Jakarta (ANTARA) - Pemerintah Provinsi Hainan mengumumkan bahwa mereka akan menjadi provinsi pertama di China yang melarang penjualan kendaraan bermesin pembakaran internal (Internal Combustion Engine/ICE) pada 2030.
Keputusan mengenai pelarangan penjualan kendaraan ICE di Hainan pada 2030 tertuang dalam dokumen "Rencana Lima Tahun ke-15 untuk Zona Percontohan Peradaban Ekologis Nasional Hainan" menurut siaran CarNewsChina pada Senin (13/7).
Penerapan kebijakan itu menempatkan Hainan sebagai model pelopor transisi sektor transportasi tingkat nasional di China.
Dengan luas wilayah 35.400 kilometer persegi dan jalan tol G98 sepanjang 612,8 km yang mengelilingi pulau, Provinsi Hainan dinilai sangat kompatibel dengan jarak tempuh kendaraan listrik modern serta pengembangan jaringan infrastruktur yang efisien.
Selain itu, Provinsi Hainan telah mencatat kemajuan signifikan dalam menjalankan inisiatif "Pulau Energi Bersih."
Hingga pertengahan 2026, energi terbarukan telah menjadi sumber utama pasokan listrik di pulau itu.
Hainan saat ini juga menempati peringkat pertama di China dalam penetrasi pasar kendaraan listrik dan peringkat kedua dalam jumlah kepemilikan kendaraan listrik di antara seluruh wilayah administratif setingkat provinsi.
Baca juga: Provinsi Hainan China nantikan pembukaan jalan raya wisata
Pemerintah Provinsi Hainan telah menetapkan sejumlah target kuantitatif untuk memastikan proses transisi dalam penggunaan kendaraan berjalan lancar.

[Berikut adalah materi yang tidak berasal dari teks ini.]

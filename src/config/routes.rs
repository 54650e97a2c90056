use schemars::JsonSchema;
use serde::{Deserialize, Serialize};

/// Client-side routing: entry points plus the route hierarchy the guard uses
/// to decide whether a destination needs authentication.
#[derive(Deserialize, Serialize, Debug, Clone, JsonSchema)]
#[serde(default)]
pub struct RoutesConfig {
    pub login_path: String,
    pub register_path: String,
    /// Where an already-authenticated user lands instead of login/register.
    pub landing_path: String,
    /// Where unknown paths resolve to.
    pub fallback_path: String,
    pub table: Vec<RouteDef>,
}

/// One node of the route tree. Child paths are relative to their parent.
#[derive(Deserialize, Serialize, Debug, Clone, JsonSchema, PartialEq, Eq)]
pub struct RouteDef {
    pub path: String,
    pub name: String,
    #[serde(default)]
    pub requires_auth: bool,
    #[serde(default)]
    pub children: Vec<RouteDef>,
}

impl RouteDef {
    pub fn new(path: &str, name: &str) -> Self {
        Self {
            path: path.to_string(),
            name: name.to_string(),
            requires_auth: false,
            children: Vec::new(),
        }
    }

    pub fn protected(mut self) -> Self {
        self.requires_auth = true;
        self
    }

    pub fn with_children(mut self, children: Vec<RouteDef>) -> Self {
        self.children = children;
        self
    }
}

impl Default for RoutesConfig {
    fn default() -> Self {
        let reports = ["summary", "daily", "category", "ranking", "ledger"]
            .into_iter()
            .map(|p| RouteDef::new(p, p))
            .collect();
        let settings = ["personality", "account"]
            .into_iter()
            .map(|p| RouteDef::new(p, p))
            .collect();

        Self {
            login_path: "/login".to_string(),
            register_path: "/register".to_string(),
            landing_path: "/chat".to_string(),
            fallback_path: "/".to_string(),
            table: vec![
                RouteDef::new("/", "layout")
                    .protected()
                    .with_children(vec![
                        RouteDef::new("chat", "chat"),
                        RouteDef::new("manual", "manual"),
                        RouteDef::new("reports", "reports").with_children(reports),
                        RouteDef::new("spending-habits", "spending-habits"),
                        RouteDef::new("settings", "settings").with_children(settings),
                    ]),
                RouteDef::new("/login", "login"),
                RouteDef::new("/register", "register"),
            ],
        }
    }
}
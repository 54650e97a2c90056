use schemars::JsonSchema;
use serde::{Deserialize, Serialize};
use std::time::Duration;

pub const DEFAULT_BASE_URL: &str = "http://localhost:8000";

/// Where the finance API lives and how the transport talks to it.
#[derive(Deserialize, Serialize, Debug, Clone, JsonSchema)]
#[serde(default)]
pub struct ApiConfig {
    /// Absolute base URL. Override with `LEDGERGUARD_API__BASE_URL`.
    pub base_url: String,
    /// Per-request timeout. Absent means requests may run indefinitely.
    pub timeout_ms: Option<u64>,
    /// Token-issuance endpoints. A 401 from these is a login failure,
    /// never a session expiry.
    pub login_endpoints: Vec<String>,
    pub endpoints: IdentityEndpoints,
}

impl Default for ApiConfig {
    fn default() -> Self {
        Self {
            base_url: DEFAULT_BASE_URL.to_string(),
            timeout_ms: None,
            login_endpoints: vec!["/users/login".to_string(), "/users/token".to_string()],
            endpoints: IdentityEndpoints::default(),
        }
    }
}

impl ApiConfig {
    pub fn timeout(&self) -> Option<Duration> {
        self.timeout_ms.map(Duration::from_millis)
    }
}

/// Paths of the server-owned identity endpoints.
#[derive(Deserialize, Serialize, Debug, Clone, JsonSchema)]
#[serde(default)]
pub struct IdentityEndpoints {
    pub login: String,
    pub register: String,
    pub profile: String,
    pub settings: String,
    pub personalities: String,
}

impl Default for IdentityEndpoints {
    fn default() -> Self {
        Self {
            login: "/users/login".to_string(),
            register: "/users/register".to_string(),
            profile: "/users/me".to_string(),
            settings: "/users/settings".to_string(),
            personalities: "/chat/personalities".to_string(),
        }
    }
}
pub mod credentials;
pub mod settings;
pub mod user;

pub use credentials::{Credentials, Registration, TokenGrant};
pub use settings::{Personality, UserSettings};
pub use user::UserProfile;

Dalam kepemilikan kendaraan elektrik, pemerintah provinsi menargetkan porsi kendaraan energi baru (New Energy Vehicle/NEV) mencapai 23,75 persen dari total populasi kendaraan pada 2025 dan meningkat menjadi lebih dari 45 persen pada 2030.
Di sektor publik dan swasta, pemerintah provinsi menargetkan pada 2030 seluruh kendaraan operasional publik dan layanan masyarakat serta seluruh kendaraan pribadi baru maupun kendaraan pribadi pengganti wajib menggunakan energi bersih, kecuali kendaraan utilitas untuk keperluan khusus.
Kendaraan operasional publik dan layanan masyarakat yang dimaksud mencakup armada kendaraan pemerintah, kendaraan kebersihan, dan angkutan penumpang.
Guna mendukung peningkatan penggunaan kendaraan elektrik, pemerintah provinsi memperluas jaringan pengisian daya dengan target mempertahankan rasio kendaraan dan sarana pengisian daya kurang dari 2,5:1.
Baca juga: Honda pangkas produksi ICE di China, alihkan fokus ke EV
Transisi menuju penggunaan kendaraan yang lebih ramah lingkungan di Hainan bukan tanpa tantangan.
Laporan dari media pemerintah People Daily pada 2022 menyoroti kekhawatiran terkait integrasi infrastruktur pengisian daya dan pengisian hidrogen dengan perencanaan perkotaan dan tekanan terhadap pasokan energi.
Sebagai pulau yang berada di ujung jaringan Southern Power Grid, Hainan secara historis menghadapi tantangan karena ketergantungan pada pasokan energi dan biaya listrik yang tinggi.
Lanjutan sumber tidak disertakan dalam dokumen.